Andrew Carnegie promised Brantford $30,000 after receiving a 1902 request from a prominent local judge, Alexander David Hardy, who was deeply interested in books, libraries, history, and cultural life in the city. Judge Hardy became an active local library trustee who later served as President of the Ontario Library Association in 1909—10. Brantford was one of Ontario’s leading cities at the time, with a population (1901 census) of just over 16,000. In a contemporary 1902 report by Lawrence Burpee, “Modern Public Libraries and their Methods,” Brantford reported holdings of almost 17,000 volumes and circulation just short of 67,000 items per year. The library staff numbered four, and a printed catalogue recorded holdings. About eighty percent of the collection was classed as fiction. This figure may reflect that the library used an antiquated classification system initially designed for mechanics’ institutes in Ontario thirty years earlier. More proficient methods were about to be employed under a new librarian, Edwin D. Henwood, including the Dewey Decimal system. Henwood became one of the many Ontario voices for improved library service in the course of his twenty-two years as chief librarian. He died suddenly in 1924 leaving a bequest of $1,000 for the children’s section that he had introduced.

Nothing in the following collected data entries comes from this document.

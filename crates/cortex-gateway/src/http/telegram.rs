//! Telegram webhook ingress.
//!
//! The webhook body maps to `{message.text, message.chat.id}`. Slash
//! commands are answered directly; anything else runs through the intent
//! pipeline. Replies go back to the originating chat only.

use std::sync::Arc;

use axum::extract::State;
use axum::http::{HeaderMap, StatusCode};
use axum::Json;
use serde_json::{json, Value};
use tracing::{info, warn};

use cortex_channels::{parse_message, ParsedMessage};
use cortex_core::ChannelContext;

use crate::app::AppState;
use crate::http::error::ApiResult;

const SECRET_HEADER: &str = "x-telegram-bot-api-secret-token";

pub async fn webhook_handler(
    State(state): State<Arc<AppState>>,
    headers: HeaderMap,
    Json(update): Json<Value>,
) -> ApiResult<(StatusCode, Json<Value>)> {
    // When a webhook secret is configured, reject everything without it.
    if let Some(settings) = state.notifier.telegram_settings() {
        if let Some(expected) = settings.webhook_secret.as_deref() {
            let presented = headers
                .get(SECRET_HEADER)
                .and_then(|v| v.to_str().ok())
                .unwrap_or_default();
            if presented != expected {
                warn!("telegram webhook rejected: bad secret token");
                return Ok((StatusCode::UNAUTHORIZED, Json(json!({"ok": false}))));
            }
        }
    }

    let Some(text) = update
        .pointer("/message/text")
        .and_then(Value::as_str)
        .map(str::to_string)
    else {
        // Non-text updates (stickers, joins, …) are acknowledged and dropped.
        return Ok((StatusCode::OK, Json(json!({"ok": true}))));
    };
    let Some(chat_id) = update
        .pointer("/message/chat/id")
        .and_then(Value::as_i64)
        .map(|id| id.to_string())
    else {
        return Ok((StatusCode::OK, Json(json!({"ok": true}))));
    };

    info!(chat_id = %chat_id, "telegram message received");
    let ctx = ChannelContext::telegram(chat_id.clone());

    let response_text = match parse_message(&text) {
        ParsedMessage::Command { verb, args } => {
            Some(state.commands.execute(&verb, &args, &ctx).await)
        }
        ParsedMessage::FreeText(text) => {
            // The pipeline notifies the chat itself on success; relay the
            // message here only for results that carry one and failed runs.
            match state.pipeline.process(&text, &ctx, false, None).await {
                Ok(result) => {
                    let handled_by_notifier = result
                        .get("success")
                        .and_then(Value::as_bool)
                        .unwrap_or(false)
                        || result
                            .get("needs_clarification")
                            .and_then(Value::as_bool)
                            .unwrap_or(false);
                    if handled_by_notifier {
                        None
                    } else {
                        result
                            .get("message")
                            .and_then(Value::as_str)
                            .map(str::to_string)
                            .or(Some("Das hat leider nicht geklappt.".to_string()))
                    }
                }
                Err(e) => {
                    warn!(error = %e, "pipeline failed for telegram input");
                    Some("Das hat leider nicht geklappt.".to_string())
                }
            }
        }
    };

    if let Some(text) = response_text {
        let _ = state.notifier.send_telegram(&text, Some(&chat_id)).await;
    }

    Ok((StatusCode::OK, Json(json!({"ok": true}))))
}
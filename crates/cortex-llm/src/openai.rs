use async_trait::async_trait;
use serde::Deserialize;
use tracing::{debug, warn};

use crate::client::LlmClient;
use crate::error::{LlmError, Result};
use crate::types::{ChatRequest, ChatResponse, Role};

#[derive(Debug)]
pub struct OpenAiClient {
    client: reqwest::Client,
    api_key: String,
    base_url: String,
}

impl OpenAiClient {
    pub fn new(api_key: String, base_url: Option<String>) -> Self {
        Self {
            client: reqwest::Client::new(),
            api_key,
            base_url: base_url.unwrap_or_else(|| "https://api.openai.com".to_string()),
        }
    }
}

#[async_trait]
impl LlmClient for OpenAiClient {
    fn name(&self) -> &str {
        "openai"
    }

    async fn chat(&self, req: &ChatRequest) -> Result<ChatResponse> {
        let url = format!("{}/v1/chat/completions", self.base_url);

        // System prompt becomes the leading system-role message.
        let mut messages: Vec<serde_json::Value> = Vec::with_capacity(req.messages.len() + 1);
        if let Some(ref system) = req.system {
            messages.push(serde_json::json!({"role": "system", "content": system}));
        }
        for m in &req.messages {
            let role = match m.role {
                Role::User => "user",
                Role::Assistant => "assistant",
                Role::System => "system",
            };
            messages.push(serde_json::json!({"role": role, "content": m.content}));
        }

        let mut body = serde_json::json!({
            "model": req.model,
            "max_tokens": req.max_tokens,
            "messages": messages,
        });
        if let Some(t) = req.temperature {
            body["temperature"] = serde_json::json!(t);
        }
        if let Some(p) = req.top_p {
            body["top_p"] = serde_json::json!(p);
        }
        if !req.stop_sequences.is_empty() {
            body["stop"] = serde_json::json!(req.stop_sequences);
        }

        debug!(model = %req.model, "sending request to OpenAI");

        let resp = self
            .client
            .post(&url)
            .bearer_auth(&self.api_key)
            .json(&body)
            .send()
            .await?;

        let status = resp.status().as_u16();
        if status == 429 {
            return Err(LlmError::RateLimited {
                retry_after_ms: 5000,
            });
        }
        if !resp.status().is_success() {
            let text = resp.text().await.unwrap_or_default();
            warn!(status, body = %text, "OpenAI API error");
            return Err(LlmError::Api {
                status,
                message: text,
            });
        }

        let api_resp: ApiResponse = resp
            .json()
            .await
            .map_err(|e| LlmError::Parse(e.to_string()))?;

        let choice = api_resp
            .choices
            .into_iter()
            .next()
            .ok_or_else(|| LlmError::Parse("empty choices".into()))?;

        Ok(ChatResponse {
            content: choice.message.content.unwrap_or_default(),
            model: api_resp.model,
            provider: "openai".to_string(),
            input_tokens: api_resp.usage.prompt_tokens,
            output_tokens: api_resp.usage.completion_tokens,
            stop_reason: choice.finish_reason.unwrap_or_default(),
            thinking: None,
        })
    }
}

#[derive(Deserialize)]
struct ApiResponse {
    model: String,
    choices: Vec<Choice>,
    usage: Usage,
}

#[derive(Deserialize)]
struct Choice {
    message: ChoiceMessage,
    finish_reason: Option<String>,
}

#[derive(Deserialize)]
struct ChoiceMessage {
    content: Option<String>,
}

#[derive(Deserialize)]
struct Usage {
    prompt_tokens: u32,
    completion_tokens: u32,
}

After the city council agreed to comply with Carnegie’s terms to support its new free library, during the construction phase, costs escalated well beyond original 1902 estimates. Again, Hardy wrote to the Scottish-American philanthropist, who responded with an additional $5,000 in 1904 to complete the city’s building on the main square. As years passed, Hardy remained fully engaged with the library’s development, and in 1913, when the need for an enlarged stack room and basement became evident, he again asked for increased funding. Fortunately, the Carnegie Foundation (est. 1905) granted $13,000 of the $15,000 required to make the new renovation possible. The three grants totalling $48,000 became one of the most significant for Carnegie library buildings in Canada.
Many different exterior architectural elements exhibited the Beaux-Arts symmetry and style of the library. These features are evident in a serious of pictures taken by the award winning Park Co. [Edward P. Park] that are preserved at the Archives of Ontario.The Beaux-Arts style was popular in Europe and North American and suited more refined cultural tastes and respect for literature and reading. The classical form included a large portico supported by four Ionic columns surmounted by a triangular pediment. The dome above the portico offered an impressive visual presence which was complemented by a hipped roof. “Public Library” was inscribed across the nomenclature beneath the pediment, and just below above the main entrance, a Latin verse from the Odes of Horace proclaimed, “I have erected a monument more lasting than bronze.” To some people, the library exuded a sense of permanence--it was a lasting storehouse of knowledge. The exterior classical form of the building also included smaller formal decorations. Three small palmettes (arcoteria) adorned the two sides and peak of the central pediment. The names of famous Anglo-American writers such as Shakespeare, Tennyson, Emerson, Dickens, Burns, and Thackeray were engraved on the smaller pedimented main-storey front windows.
Inside the library, the primary visual feature at the entrance was, of course, the rotunda under the dome. Several stained-glass skylights at the top gave an air of elegance and permitted more highlighting of the recessed displays, marble walls, mosaic tiled floor, and adjoining rooms. The two separate reading rooms (each 884 sq. ft.) flanking the rotunda were designed separately for ladies and gentlemen. The stack room (1,560 sq ft.) was located at the back and fronted by a charging station with two smaller rooms to each side (each 300 sq. ft), one for reference another for the librarian. There was no direct public access to the bookshelves, and the library enforced an age limit of fourteen which barred children. Stairs to the lower level led to a men’s smoking and conversation room (35 ft x 25 ft), a lecture room (35 ft x 25 ft), and a board room for meetings.